Intrinsic case studies, on the one hand, focus on the case being studied, answering questions about that entity only to communicate the illuminated operations to its participants and other stakeholders. Instrumental case studies, on the other hand, use case results to support a theory or construct a new way of explaining some phenomenon.

In researching one or more reading classes for first graders, for example, an intrinsic case study researcher would observe several selected program elements during at least part of the school year and then summarize these findings to offer participants (teachers, parents, administrators) a deeper understanding about the program's operation. This intrinsic purpose would be served by focusing exclusively on the program itself.

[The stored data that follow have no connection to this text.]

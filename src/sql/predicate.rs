//! Fluent filter chain rendered into a `WHERE` clause.
//!
//! A chain is a flat list of declarations joined by `AND`/`OR`. Each
//! declaration starts `Pending` when `filter`/`and`/`or` names its column and
//! becomes `Resolved` when exactly one comparator call supplies the value.
//! Calls made out of that order fail straight away with
//! [`DaoError::ChainOrder`], and a chain ending in a pending declaration
//! refuses to render.
//!
//! ```
//! use sql_dao::sql::{FilterChain, ParamNaming, PlaceholderStyle};
//!
//! let mut chain = FilterChain::new();
//! chain.filter("age")?.greater_than(18)?.and("status")?.equals("active")?;
//!
//! let clause = chain.render(ParamNaming::Prefixed, PlaceholderStyle::PyFormat)?;
//! assert_eq!(
//!     clause.text,
//!     "WHERE age > %(param_age)s AND status = %(param_status)s"
//! );
//! # Ok::<(), sql_dao::DaoError>(())
//! ```

use serde::{Deserialize, Serialize};
use tracing::debug;

use crate::error::{DaoError, Result};
use crate::sql::params::{next_free_index, ParamNaming, Params, PlaceholderStyle};
use crate::value::SqlValue;

/// Text emitted in place of an `IN`/`NOT IN` against an empty list
pub const EMPTY_LIST_TAUTOLOGY: &str = "1";

#[derive(Debug, Clone, Copy, PartialEq, Eq, Serialize, Deserialize)]
#[serde(rename_all = "lowercase")]
pub enum Connector {
    And,
    Or,
}

impl Connector {
    pub fn as_sql(self) -> &'static str {
        match self {
            Connector::And => "AND",
            Connector::Or => "OR",
        }
    }
}

#[derive(Debug, Clone, Copy, PartialEq, Eq)]
pub enum Comparator {
    Equals,
    NotEquals,
    GreaterThan,
    LessThan,
    GreaterOrEqual,
    LessOrEqual,
    Like,
    In,
    NotIn,
    IsNull,
    IsNotNull,
}

impl Comparator {
    pub fn as_sql(self) -> &'static str {
        match self {
            Comparator::Equals => "=",
            Comparator::NotEquals => "!=",
            Comparator::GreaterThan => ">",
            Comparator::LessThan => "<",
            Comparator::GreaterOrEqual => ">=",
            Comparator::LessOrEqual => "<=",
            Comparator::Like => "LIKE",
            Comparator::In => "IN",
            Comparator::NotIn => "NOT IN",
            Comparator::IsNull => "IS NULL",
            Comparator::IsNotNull => "IS NOT NULL",
        }
    }
}

/// The value side of a resolved filter
#[derive(Debug, Clone, PartialEq)]
pub enum FilterValue {
    Scalar(SqlValue),
    List(Vec<SqlValue>),
    /// Null checks bind nothing
    Null,
}

/// A fully resolved declaration
#[derive(Debug, Clone, PartialEq)]
pub struct Filter {
    pub connector: Option<Connector>,
    pub column: String,
    pub comparator: Comparator,
    pub value: FilterValue,
}

impl Filter {
    /// `IN ()` would be invalid SQL, so an empty list renders as a bare `1`
    pub fn is_empty_list(&self) -> bool {
        matches!(&self.value, FilterValue::List(values) if values.is_empty())
    }
}

#[derive(Debug, Clone, PartialEq)]
enum Declaration {
    Pending {
        connector: Option<Connector>,
        column: String,
    },
    Resolved(Filter),
}

/// Rendered predicate: `WHERE ...` text plus the values its placeholders need
#[derive(Debug, Clone, Default, PartialEq, Serialize)]
pub struct WhereClause {
    pub text: String,
    pub params: Params,
}

impl WhereClause {
    pub fn is_empty(&self) -> bool {
        self.text.is_empty()
    }

    /// Append this clause to a statement skeleton
    pub fn append_to(&self, statement: &str) -> String {
        if self.is_empty() {
            statement.to_string()
        } else {
            format!("{} {}", statement, self.text)
        }
    }
}

#[derive(Debug, Clone, Default, PartialEq)]
pub struct FilterChain {
    declarations: Vec<Declaration>,
}
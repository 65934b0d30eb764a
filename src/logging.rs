use tracing_subscriber::{fmt, layer::SubscriberExt, util::SubscriberInitExt, EnvFilter};

/// Filter used when `RUST_LOG` is not set
pub const DEFAULT_FILTER: &str = "info";

/// Initialize tracing: compact lines on stderr, filtered by `RUST_LOG`.
///
/// Returns an error if a global subscriber is already installed.
pub fn init_tracing() -> anyhow::Result<()> {
    init_tracing_with(DEFAULT_FILTER)
}

pub fn init_tracing_with(default_filter: &str) -> anyhow::Result<()> {
    let fmt_layer = fmt::layer()
        .with_writer(std::io::stderr)
        .with_target(true)
        .with_level(true)
        .with_ansi(false)
        .compact();

    let filter =
        EnvFilter::try_from_default_env().unwrap_or_else(|_| EnvFilter::new(default_filter));

    tracing_subscriber::registry()
        .with(filter)
        .with(fmt_layer)
        .try_init()?;

    tracing::debug!(target: "system", "Tracing initialized");
    Ok(())
}

/// Log a statement on its way to the executor
#[macro_export]
macro_rules! trace_query {
    ($query:expr) => {
        tracing::info!(target: "query", "Executing: {}", $query);
    };
}

/// Log cache traffic
#[macro_export]
macro_rules! trace_cache {
    ($($arg:tt)*) => {
        tracing::debug!(target: "cache", $($arg)*);
    };
}
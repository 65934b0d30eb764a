use chrono::{DateTime, Local};
use regex::{Captures, Regex};
use sha2::{Digest, Sha256};
use std::collections::HashMap;
use tracing::trace;

use crate::sql::{Params, PlaceholderStyle, PARAM_PREFIX};
use crate::value::Record;

#[derive(Debug, Clone)]
pub struct CachedQuery {
    pub query_hash: String,
    pub query_text: String,
    pub timestamp: DateTime<Local>,
    pub rows: Vec<Record>,
}

/// Read results memoized by the canonical text of the statement
///
/// Entries live as long as the cache; nothing is evicted or expired.
pub struct QueryCache {
    style: PlaceholderStyle,
    placeholder: Regex,
    entries: HashMap<String, CachedQuery>,
}

impl QueryCache {
    pub fn new(style: PlaceholderStyle) -> Self {
        let placeholder = Regex::new(style.pattern()).expect("placeholder pattern is valid");
        Self {
            style,
            placeholder,
            entries: HashMap::new(),
        }
    }

    pub fn style(&self) -> PlaceholderStyle {
        self.style
    }

    /// Statement with every bound placeholder replaced by its value and the
    /// `param_` marker stripped, so prefixed and hand-named forms of the
    /// same read agree.
    pub fn canonical_statement(&self, sql: &str, params: &Params) -> String {
        let values: HashMap<String, String> = params
            .iter()
            .map(|(name, value)| (name.replace(PARAM_PREFIX, ""), value.to_string()))
            .collect();

        let stripped = sql.replace(PARAM_PREFIX, "");
        self.placeholder
            .replace_all(&stripped, |caps: &Captures| match values.get(&caps[1]) {
                Some(value) => value.clone(),
                None => caps[0].to_string(),
            })
            .into_owned()
    }

    /// Hex SHA-256 of the canonical statement
    pub fn query_hash(&self, sql: &str, params: &Params) -> String {
        let canonical = self.canonical_statement(sql, params);
        let mut hasher = Sha256::new();
        hasher.update(canonical.as_bytes());
        let query_hash = format!("{:x}", hasher.finalize());
        trace!(target: "cache", "{} -> {}", canonical, query_hash);
        query_hash
    }

    pub fn get(&self, query_hash: &str) -> Option<&CachedQuery> {
        self.entries.get(query_hash)
    }

    pub fn contains(&self, query_hash: &str) -> bool {
        self.entries.contains_key(query_hash)
    }

    pub fn store(&mut self, query_hash: String, query: &str, rows: Vec<Record>) -> &CachedQuery {
        let cached_query = CachedQuery {
            query_hash: query_hash.clone(),
            query_text: query.to_string(),
            timestamp: Local::now(),
            rows,
        };
        self.entries.entry(query_hash).or_insert(cached_query)
    }

    pub fn list_cached_queries(&self) -> impl Iterator<Item = &CachedQuery> {
        self.entries.values()
    }

    pub fn len(&self) -> usize {
        self.entries.len()
    }

    pub fn is_empty(&self) -> bool {
        self.entries.is_empty()
    }

    pub fn get_cache_stats(&self) -> CacheStats {
        CacheStats {
            total_queries: self.entries.len(),
            total_rows: self.entries.values().map(|q| q.rows.len()).sum(),
            oldest_entry: self.entries.values().map(|q| q.timestamp).min(),
            newest_entry: self.entries.values().map(|q| q.timestamp).max(),
        }
    }
}

#[derive(Debug, Clone, PartialEq)]
pub struct CacheStats {
    pub total_queries: usize,
    pub total_rows: usize,
    pub oldest_entry: Option<DateTime<Local>>,
    pub newest_entry: Option<DateTime<Local>>,
}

Instrumental case studies, by contrast, explore instances or cases to build new theories or compare findings to current ones to either corroborate them or question their validity. In the first-grade reading example, the instrumental case study researcher would ordinarily collect data from dozens of classrooms, developing rich descriptions of teaching and learning patterns. By using large amounts of concrete data from real-life contexts, the theory-building or theory-testing case study researcher may be able to generate new or supporting explanations (theories) of how first graders learn to read.

Case Study Types

Case studies can be designed to include either one or several cases of the same phenomenon and can be conducted at any number of sites. Single case studies are those conducted using just one incidence or example of the case at a single site (one health care facility, one reading classroom). Multiple case studies can be conducted at one site where many examples of the case are examined, such as several first-grade reading classes in one school, or at multiple sites, such as first-grade reading classes in different schools or school districts. Multiple case studies and multiple site case studies are usually designed for purposes of comparison and sometimes referred to as comparative case studies. Whether at one or multiple sites, multiple cases are considered to be examples of the same type of case sharing common characteristics. Thus one might conduct a multiple comparative case study of state-level immigration policies in Arizona, Texas, New Mexico, and California, or of multiple high school drug prevention programs at five or six different high schools.

Most case studies, regardless of the design, can be completed in six weeks to three months depending on the number of researchers and the complexity of the case. However, some case study research can be designed for longer periods, perhaps for six months to more than a year, and are often called longitudinal case studies.

REFLECTION QUESTIONS

  1. If you decided to conduct case study research of a university department of psychology, how might this be a single case study? How might it be a multiple case study?
  2. Why might you decide to use a multiple case study rather than a single case design? When would you decide to use a single case study approach?